▶ [Problem to work on] Give the number of lines in the entries below that hold "NormalizationEngine", with no accompanying words.

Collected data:

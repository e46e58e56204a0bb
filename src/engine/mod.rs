//! Output validation and normalization engine
//!
//! This module provides the three-stage pipeline that turns untrusted
//! generator output into contract-satisfying records:
//!
//! 1. **Schema gate** (`gate`): presence, type, and bound checks; fail-fast
//!    with a `SchemaViolation`.
//! 2. **Canonicalizer** (`canonical`): closed-vocabulary normalization of
//!    free-text labels.
//! 3. **Guardrail repairer** (`guardrail`): ordered cross-field repairs and
//!    haptic derivation; total over gate-valid input.
//!
//! Both record kinds share one pipeline, parametrized by the
//! [`ReportContract`] trait and per-kind guardrail tables, rather than
//! duplicating the stages per kind.
//!
//! The engine is a pure, synchronous transform: no I/O, no shared mutable
//! state, no locks. Every invocation is independent and re-entrant.

pub mod canonical;
pub mod gate;
pub mod guardrail;

use serde::Serialize;
use serde_json::{Map, Value};

use crate::contracts::{GuidanceReport, HazardReport};
use crate::error::SchemaViolation;
use guardrail::{Guardrail, GuardrailContext};

/// Contract implemented by each record kind the engine can normalize.
pub trait ReportContract: Serialize + Sized {
    /// Stable kind label used in logs, metrics, and responses
    const KIND: &'static str;

    /// Schema-gate a raw mapping into a typed candidate plus the context
    /// the guardrails need
    fn extract(map: &Map<String, Value>) -> Result<(Self, GuardrailContext), SchemaViolation>;

    /// Normalize free-text vocabulary in place
    fn canonicalize(&mut self);

    /// Ordered repair rules for this kind
    fn guardrails() -> &'static [Guardrail<Self>];
}

impl ReportContract for HazardReport {
    const KIND: &'static str = "hazard";

    fn extract(map: &Map<String, Value>) -> Result<(Self, GuardrailContext), SchemaViolation> {
        let (report, declared_haptic) = gate::extract_hazard(map)?;
        Ok((report, GuardrailContext { declared_haptic }))
    }

    fn canonicalize(&mut self) {
        canonical::canonicalize_hazard(self);
    }

    fn guardrails() -> &'static [Guardrail<Self>] {
        guardrail::HAZARD_GUARDRAILS
    }
}

impl ReportContract for GuidanceReport {
    const KIND: &'static str = "guidance";

    fn extract(map: &Map<String, Value>) -> Result<(Self, GuardrailContext), SchemaViolation> {
        let (report, declared_haptic) = gate::extract_guidance(map)?;
        Ok((report, GuardrailContext { declared_haptic }))
    }

    fn canonicalize(&mut self) {
        canonical::canonicalize_guidance(self);
    }

    fn guardrails() -> &'static [Guardrail<Self>] {
        guardrail::GUIDANCE_GUARDRAILS
    }
}

/// A normalized record plus the repairs that produced it.
#[derive(Debug, Clone)]
pub struct Normalized<R> {
    pub record: R,
    /// Ids of the guardrails that fired, in evaluation order
    pub repairs: Vec<&'static str>,
}

/// The three-stage normalization pipeline.
///
/// Stateless: the struct exists so callers can hold "an engine" the same
/// way they hold other services, and so construction has an obvious home
/// if per-deployment configuration ever appears.
#[derive(Debug, Clone, Copy, Default)]
pub struct NormalizationEngine;

impl NormalizationEngine {
    /// Create a new engine
    pub fn new() -> Self {
        Self
    }

    /// Run the full pipeline, returning only the record.
    pub fn normalize<R: ReportContract + 'static>(&self, raw: &Value) -> Result<R, SchemaViolation> {
        self.normalize_with_report(raw).map(|n| n.record)
    }

    /// Run the full pipeline, reporting which guardrails fired.
    ///
    /// Deterministic: the same input always produces the same record and
    /// the same repair list.
    pub fn normalize_with_report<R: ReportContract + 'static>(
        &self,
        raw: &Value,
    ) -> Result<Normalized<R>, SchemaViolation> {
        let map = raw
            .as_object()
            .ok_or_else(|| SchemaViolation::wrong_type("$", "object", gate::json_type(raw)))?;

        let (mut record, context) = R::extract(map)?;
        record.canonicalize();

        let mut repairs = Vec::new();
        for rule in R::guardrails() {
            if (rule.apply)(&mut record, &context) {
                tracing::debug!(kind = R::KIND, guardrail = rule.id, "guardrail repair applied");
                repairs.push(rule.id);
            }
        }

        Ok(Normalized { record, repairs })
    }
}

/// Normalize a raw hazard analysis.
pub fn normalize_hazard(raw: &Value) -> Result<HazardReport, SchemaViolation> {
    NormalizationEngine::new().normalize(raw)
}

/// Normalize a raw navigation guidance analysis.
pub fn normalize_guidance(raw: &Value) -> Result<GuidanceReport, SchemaViolation> {
    NormalizationEngine::new().normalize(raw)
}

▶ [Result] 4